Work out how many lines of the data contain "WILDCARDS" and reply with that number alone.

*** DATA PROVIDED ***

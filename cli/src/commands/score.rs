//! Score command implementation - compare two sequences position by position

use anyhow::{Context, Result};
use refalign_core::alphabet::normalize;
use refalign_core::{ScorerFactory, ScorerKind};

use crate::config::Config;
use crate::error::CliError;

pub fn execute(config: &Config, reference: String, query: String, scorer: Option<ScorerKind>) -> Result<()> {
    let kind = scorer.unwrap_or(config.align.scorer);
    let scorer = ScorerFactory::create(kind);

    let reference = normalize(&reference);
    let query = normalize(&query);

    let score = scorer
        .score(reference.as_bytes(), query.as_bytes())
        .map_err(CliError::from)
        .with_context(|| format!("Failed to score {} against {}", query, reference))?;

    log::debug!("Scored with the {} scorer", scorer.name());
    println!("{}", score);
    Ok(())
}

***
*** DATA PROVIDED ***

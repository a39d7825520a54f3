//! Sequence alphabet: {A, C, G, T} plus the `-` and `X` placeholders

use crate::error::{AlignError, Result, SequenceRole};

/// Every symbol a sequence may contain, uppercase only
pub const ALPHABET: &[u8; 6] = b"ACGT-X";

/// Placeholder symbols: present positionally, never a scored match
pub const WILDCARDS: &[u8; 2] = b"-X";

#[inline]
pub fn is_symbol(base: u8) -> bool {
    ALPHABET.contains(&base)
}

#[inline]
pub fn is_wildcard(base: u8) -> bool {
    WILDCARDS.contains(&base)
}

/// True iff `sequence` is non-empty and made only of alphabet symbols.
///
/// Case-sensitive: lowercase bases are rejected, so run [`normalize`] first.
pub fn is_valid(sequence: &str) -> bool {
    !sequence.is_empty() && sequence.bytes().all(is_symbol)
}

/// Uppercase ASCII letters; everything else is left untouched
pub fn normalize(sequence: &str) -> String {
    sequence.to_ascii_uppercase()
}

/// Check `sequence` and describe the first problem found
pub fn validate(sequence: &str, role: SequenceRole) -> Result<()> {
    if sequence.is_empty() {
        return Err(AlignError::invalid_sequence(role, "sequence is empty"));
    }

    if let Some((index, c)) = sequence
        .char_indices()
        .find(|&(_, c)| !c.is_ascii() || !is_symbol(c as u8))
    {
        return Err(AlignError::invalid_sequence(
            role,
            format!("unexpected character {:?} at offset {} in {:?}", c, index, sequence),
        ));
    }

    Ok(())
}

***
*** DATA PROVIDED ***

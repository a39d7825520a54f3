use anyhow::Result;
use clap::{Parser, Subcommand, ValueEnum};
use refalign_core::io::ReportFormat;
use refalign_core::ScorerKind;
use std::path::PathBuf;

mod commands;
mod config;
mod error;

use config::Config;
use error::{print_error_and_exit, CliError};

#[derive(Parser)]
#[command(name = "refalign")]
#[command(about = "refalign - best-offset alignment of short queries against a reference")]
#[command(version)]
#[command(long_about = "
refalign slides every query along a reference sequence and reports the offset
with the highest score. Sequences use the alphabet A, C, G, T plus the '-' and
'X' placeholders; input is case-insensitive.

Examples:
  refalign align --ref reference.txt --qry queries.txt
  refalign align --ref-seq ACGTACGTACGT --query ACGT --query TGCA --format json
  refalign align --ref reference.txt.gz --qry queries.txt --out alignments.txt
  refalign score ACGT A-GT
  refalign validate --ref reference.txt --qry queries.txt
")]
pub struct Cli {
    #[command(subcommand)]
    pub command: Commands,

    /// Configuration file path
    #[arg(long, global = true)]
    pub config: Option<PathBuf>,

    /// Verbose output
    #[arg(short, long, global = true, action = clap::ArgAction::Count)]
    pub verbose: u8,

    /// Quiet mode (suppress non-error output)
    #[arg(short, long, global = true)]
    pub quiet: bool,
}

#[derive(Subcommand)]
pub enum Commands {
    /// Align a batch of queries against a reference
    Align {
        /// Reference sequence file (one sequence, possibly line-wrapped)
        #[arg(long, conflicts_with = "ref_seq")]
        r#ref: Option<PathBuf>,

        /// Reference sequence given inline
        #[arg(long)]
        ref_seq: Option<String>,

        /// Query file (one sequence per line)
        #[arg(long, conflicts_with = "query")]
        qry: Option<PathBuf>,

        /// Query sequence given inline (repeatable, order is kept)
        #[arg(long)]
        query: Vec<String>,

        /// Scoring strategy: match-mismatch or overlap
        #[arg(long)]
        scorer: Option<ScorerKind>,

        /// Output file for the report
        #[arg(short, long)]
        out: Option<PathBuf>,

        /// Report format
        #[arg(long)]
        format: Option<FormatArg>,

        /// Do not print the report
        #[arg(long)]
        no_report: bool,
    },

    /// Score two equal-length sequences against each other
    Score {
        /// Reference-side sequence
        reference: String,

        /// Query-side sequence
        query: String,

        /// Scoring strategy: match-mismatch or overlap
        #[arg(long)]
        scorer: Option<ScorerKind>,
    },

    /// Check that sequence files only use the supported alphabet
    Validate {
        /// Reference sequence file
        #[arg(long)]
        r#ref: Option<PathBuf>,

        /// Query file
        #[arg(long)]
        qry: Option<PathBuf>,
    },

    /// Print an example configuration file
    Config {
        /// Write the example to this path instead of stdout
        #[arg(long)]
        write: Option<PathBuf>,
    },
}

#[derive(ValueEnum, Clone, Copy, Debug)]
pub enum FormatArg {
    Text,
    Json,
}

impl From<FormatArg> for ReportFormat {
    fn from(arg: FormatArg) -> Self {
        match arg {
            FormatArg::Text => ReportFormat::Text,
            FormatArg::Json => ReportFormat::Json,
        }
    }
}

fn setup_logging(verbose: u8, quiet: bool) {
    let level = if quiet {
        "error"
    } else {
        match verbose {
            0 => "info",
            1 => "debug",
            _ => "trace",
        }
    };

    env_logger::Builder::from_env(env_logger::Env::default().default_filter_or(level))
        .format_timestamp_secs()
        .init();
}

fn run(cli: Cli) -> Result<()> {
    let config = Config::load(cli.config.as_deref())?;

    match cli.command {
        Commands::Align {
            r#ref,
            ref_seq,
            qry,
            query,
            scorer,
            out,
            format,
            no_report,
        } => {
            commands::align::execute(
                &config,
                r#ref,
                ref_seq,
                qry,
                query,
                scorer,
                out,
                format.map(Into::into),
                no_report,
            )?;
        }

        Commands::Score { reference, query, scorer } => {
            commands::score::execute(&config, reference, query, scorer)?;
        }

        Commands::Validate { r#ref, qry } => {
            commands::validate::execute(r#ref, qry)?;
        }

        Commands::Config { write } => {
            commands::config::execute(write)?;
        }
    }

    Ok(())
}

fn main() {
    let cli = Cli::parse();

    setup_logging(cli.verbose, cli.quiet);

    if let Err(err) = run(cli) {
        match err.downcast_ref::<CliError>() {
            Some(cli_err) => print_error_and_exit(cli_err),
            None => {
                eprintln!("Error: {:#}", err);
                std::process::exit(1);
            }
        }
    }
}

***

◆ EXPECTED ANSWER: 2